The properties are indexed, and you can inspect them using the
entity's _properties
attribute:
print e._properties {'foo': GenericProperty('foo'), 'bar': GenericProperty('bar'), 'tags': GenericProperty('tags', repeated=True)}
An Expando
created by get
ting a value from
the Datastore has properties for all property values that were saved
in the Datastore.
An application can add predefined properties to an
Expando
subclass:
class FlexEmployee(ndb.Expando): name = ndb.StringProperty() age = ndb.IntegerProperty() e = FlexEmployee(name='Sandy', location='SF')
This gives e
a name attribute with value 'Sandy
,
an age
attribute with value None
,
and a dynamic attribute location
with value 'SF'
.
To create an Expando
subclass whose properties are unindexed,
set _default_indexed = False
in the subclass definition:
class Specialized(ndb.Expando): _default_indexed = False e = Specialized(foo='a', bar=['b']) print e._properties {'foo': GenericProperty('foo', indexed=False), 'bar': GenericProperty('bar', indexed=False, repeated=True)}
You can also set _default_indexed
on an Expando
entity. In this case it will affect all properties assigned after it was set.

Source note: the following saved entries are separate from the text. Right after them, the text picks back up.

//! Replicated row model.
//!
//! A [`Record`] is one row of a replicated table, read generically with
//! `SELECT *`. Column order is preserved so a row can be written back
//! verbatim (and, in degraded mode, used as a schema sample).

use std::cmp::Ordering;

use chrono::{NaiveDate, NaiveDateTime};
use rusqlite::types::Value;
use serde::Serialize;

/// Last-write timestamp column.
pub const UPDATED_AT: &str = "updated_at";
/// Identity of the last writer.
pub const UPDATED_BY: &str = "updated_by";
/// Timestamp of the last successful reconciliation of this row.
pub const SYNCED_AT: &str = "synced_at";

/// The three tracking columns every replicated table carries, with the
/// declaration used when adding them.
pub const TRACKING_COLUMNS: [(&str, &str); 3] = [
    (UPDATED_AT, "INTEGER"),
    (UPDATED_BY, "TEXT"),
    (SYNCED_AT, "INTEGER"),
];

/// A row from a replicated table.
#[derive(Debug, Clone, PartialEq)]
pub struct Record {
    values: Vec<(String, Value)>,
}

impl Record {
    /// Build a record from `(column, value)` pairs in column order.
    #[must_use]
    pub fn new(values: Vec<(String, Value)>) -> Self {
        Self { values }
    }

    /// Value of a column, if the row has that column.
    #[must_use]
    pub fn get(&self, column: &str) -> Option<&Value> {
        self.values
            .iter()
            .find(|(name, _)| name == column)
            .map(|(_, value)| value)
    }

    /// Set (or append) a column value.
    pub fn set(&mut self, column: &str, value: Value) {
        match self.values.iter_mut().find(|(name, _)| name == column) {
            Some((_, slot)) => *slot = value,
            None => self.values.push((column.to_string(), value)),
        }
    }

    /// Column names in row order.
    pub fn columns(&self) -> impl Iterator<Item = &str> {
        self.values.iter().map(|(name, _)| name.as_str())
    }

    /// `(column, value)` pairs in row order.
    #[must_use]
    pub fn values(&self) -> &[(String, Value)] {
        &self.values
    }

    /// Keep only the columns accepted by `keep`.
    #[must_use]
    pub fn retain_columns<F>(mut self, keep: F) -> Self
    where
        F: Fn(&str) -> bool,
    {
        self.values.retain(|(name, _)| keep(name));
        self
    }

    /// The row's `updated_at`, as Unix milliseconds.
    #[must_use]
    pub fn updated_at(&self) -> Option<i64> {
        self.get(UPDATED_AT).and_then(timestamp_millis)
    }

    /// The row's `updated_at` for ordering; a missing value is the epoch.
    #[must_use]
    pub fn last_write(&self) -> Timestamp {
        self.get(UPDATED_AT).map_or(Timestamp::EPOCH, Timestamp::from_value)
    }

    /// The row's `synced_at` for ordering; a missing value is the epoch.
    #[must_use]
    pub fn last_synced(&self) -> Timestamp {
        self.get(SYNCED_AT).map_or(Timestamp::EPOCH, Timestamp::from_value)
    }

    /// JSON object view of the row, used for conflict snapshots.
    #[must_use]
    pub fn to_json(&self) -> serde_json::Value {
        let map = self
            .values
            .iter()
            .map(|(name, value)| (name.clone(), value_to_json(value)))
            .collect::<serde_json::Map<_, _>>();
        serde_json::Value::Object(map)
    }
}

impl Serialize for Record {
    fn serialize<S: serde::Serializer>(&self, serializer: S) -> Result<S::Ok, S::Error> {
        self.to_json().serialize(serializer)
    }
}

/// Julian day numbers `julianday()` produces for plausible dates.
const JULIAN_DAY_RANGE: std::ops::Range<f64> = 2_000_000.0..3_000_000.0;
/// Julian day of 1970-01-01T00:00:00Z.
const UNIX_EPOCH_JULIAN_DAY: f64 = 2_440_587.5;
const MILLIS_PER_DAY: f64 = 86_400_000.0;
/// Fractional values below this magnitude are Unix seconds.
const SECONDS_LIMIT: f64 = 1e11;

/// Date-time text layouts written by SQLite's `datetime()` and
/// `CURRENT_TIMESTAMP`, read as UTC.
const DATETIME_FORMATS: [&str; 4] = [
    "%Y-%m-%d %H:%M:%S%.f",
    "%Y-%m-%dT%H:%M:%S%.f",
    "%Y-%m-%d %H:%M",
    "%Y-%m-%dT%H:%M",
];

/// A tracking-column value normalised for ordering.
///
/// INTEGER values and integer text are Unix milliseconds. REAL values and
/// decimal text keep their fraction: values in the Julian-day range are
/// `julianday()` output, other values below `1e11` are Unix seconds, and
/// larger values are milliseconds. RFC 3339 and SQLite date-time text
/// (`2024-06-01 10:00:00`) become milliseconds. NULL is the epoch.
///
/// Anything else keeps its raw value and orders the way SQLite orders
/// storage classes: every number sorts before any text, text before blobs.
#[derive(Debug, Clone)]
pub enum Timestamp {
    /// Whole Unix milliseconds.
    Millis(i64),
    /// Unix milliseconds with a fractional part.
    FractionalMillis(f64),
    /// Text that is neither a number nor a recognised date-time.
    Text(String),
    /// Raw bytes.
    Blob(Vec<u8>),
}

impl Timestamp {
    /// 1970-01-01T00:00:00Z, the value of a missing timestamp.
    pub const EPOCH: Self = Self::Millis(0);

    /// Normalise a stored value.
    #[must_use]
    pub fn from_value(value: &Value) -> Self {
        match value {
            Value::Null => Self::EPOCH,
            Value::Integer(i) => Self::Millis(*i),
            Value::Real(f) => Self::FractionalMillis(real_to_millis(*f)),
            Value::Text(s) => Self::from_text(s),
            Value::Blob(b) => Self::Blob(b.clone()),
        }
    }

    fn from_text(raw: &str) -> Self {
        let s = raw.trim();
        if let Ok(millis) = s.parse::<i64>() {
            return Self::Millis(millis);
        }
        if let Ok(f) = s.parse::<f64>() {
            if f.is_finite() {
                return Self::FractionalMillis(real_to_millis(f));
            }
        }
        parse_datetime(s).map_or_else(|| Self::Text(raw.to_string()), Self::Millis)
    }

    /// Whole Unix milliseconds, `None` for text and blobs.
    #[must_use]
    #[allow(clippy::cast_possible_truncation)]
    pub fn as_millis(&self) -> Option<i64> {
        match self {
            Self::Millis(millis) => Some(*millis),
            Self::FractionalMillis(millis) => Some(millis.floor() as i64),
            Self::Text(_) | Self::Blob(_) => None,
        }
    }

    const fn rank(&self) -> u8 {
        match self {
            Self::Millis(_) | Self::FractionalMillis(_) => 0,
            Self::Text(_) => 1,
            Self::Blob(_) => 2,
        }
    }
}

impl Ord for Timestamp {
    #[allow(clippy::cast_precision_loss)]
    fn cmp(&self, other: &Self) -> Ordering {
        match (self, other) {
            (Self::Millis(a), Self::Millis(b)) => a.cmp(b),
            (Self::Millis(a), Self::FractionalMillis(b)) => (*a as f64).total_cmp(b),
            (Self::FractionalMillis(a), Self::Millis(b)) => a.total_cmp(&(*b as f64)),
            (Self::FractionalMillis(a), Self::FractionalMillis(b)) => a.total_cmp(b),
            (Self::Text(a), Self::Text(b)) => a.cmp(b),
            (Self::Blob(a), Self::Blob(b)) => a.cmp(b),
            _ => self.rank().cmp(&other.rank()),
        }
    }
}

impl PartialOrd for Timestamp {
    fn partial_cmp(&self, other: &Self) -> Option<Ordering> {
        Some(self.cmp(other))
    }
}

impl PartialEq for Timestamp {
    fn eq(&self, other: &Self) -> bool {
        self.cmp(other) == Ordering::Equal
    }
}

impl Eq for Timestamp {}

fn real_to_millis(f: f64) -> f64 {
    if JULIAN_DAY_RANGE.contains(&f) {
        (f - UNIX_EPOCH_JULIAN_DAY) * MILLIS_PER_DAY
    } else if f.abs() < SECONDS_LIMIT {
        f * 1000.0
    } else {
        f
    }
}

fn parse_datetime(s: &str) -> Option<i64> {
    if let Ok(dt) = chrono::DateTime::parse_from_rfc3339(s) {
        return Some(dt.timestamp_millis());
    }
    DATETIME_FORMATS
        .iter()
        .find_map(|format| NaiveDateTime::parse_from_str(s, format).ok())
        .or_else(|| {
            NaiveDate::parse_from_str(s, "%Y-%m-%d")
                .ok()
                .and_then(|date| date.and_hms_opt(0, 0, 0))
        })
        .map(|dt| dt.and_utc().timestamp_millis())
}

/// Interpret a stored value as whole Unix milliseconds.
///
/// See [`Timestamp`] for the accepted encodings. NULL, BLOB and
/// unparseable text yield `None`.
#[must_use]
pub fn timestamp_millis(value: &Value) -> Option<i64> {
    if matches!(value, Value::Null) {
        return None;
    }
    Timestamp::from_value(value).as_millis()
}

/// Render a SQLite value as a short string (for logs and messages).
#[must_use]
pub fn display_value(value: &Value) -> String {
    match value {
        Value::Null => "NULL".to_string(),
        Value::Integer(i) => i.to_string(),
        Value::Real(f) => f.to_string(),
        Value::Text(s) => s.clone(),
        Value::Blob(b) => format!("<{} bytes>", b.len()),
    }
}

fn value_to_json(value: &Value) -> serde_json::Value {
    match value {
        Value::Null => serde_json::Value::Null,
        Value::Integer(i) => serde_json::Value::from(*i),
        Value::Real(f) => serde_json::Value::from(*f),
        Value::Text(s) => serde_json::Value::String(s.clone()),
        Value::Blob(b) => serde_json::Value::String(b.iter().map(|byte| format!("{byte:02x}")).collect()),
    }
}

Another useful technique is querying an Expando
kind for a dynamic property. A query like
FlexEmployee.query(FlexEmployee.location == 'SF')
won't work, as the class doesn't have a property object for the
location property. Instead, use GenericProperty
, the
class Expando
uses for dynamic properties:
FlexEmployee.query(ndb.GenericProperty('location') == 'SF')
Model Hooks
NDB offers a lightweight hooking mechanism. By defining a hook, an
application can run some code before or after some type of operations;
for example, a Model
might run some function before every
get()
.
A hook function runs when using the synchronous,
asynchronous and multi versions of the appropriate method.
For example, a "pre-get" hook would apply to all of
get()
, get_async()
,
and get_multi()
. There are pre-RPC and post-RPC versions
of each hook.
Hooks can be useful for
- query caching
- auditing Datastore activity per-user
- mimicking database triggers
The following example shows how to define hook functions:
from google.appengine.ext import ndb class Friend(ndb.Model): name = ndb.StringProperty() def _pre_put_hook(self): # inform someone they have new friend @classmethod def _post_delete_hook(cls, key, future): # inform someone they have lost a friend f = Friend() f.name = 'Carole King' f.put() # _pre_put_hook is called fut = f.key.delete_async() # _post_delete_hook not yet called fut.get_result() # _post_delete_hook is called
If you use post- hooks with asynchronous APIs, the hooks
are triggered by calling check_result()
,
get_result()
or yielding (inside a tasklet) an async
method's future.
Post hooks do not check whether the RPC was successful;
the hook runs regardless of failure.
All post- hooks have a Future
argument at the end of the call signature. This Future
object
holds the result of the action. You can call get_result()
on this Future
to retrieve the result; you can be sure
that get_result()
won't block, since the Future
is complete by the time the hook is called.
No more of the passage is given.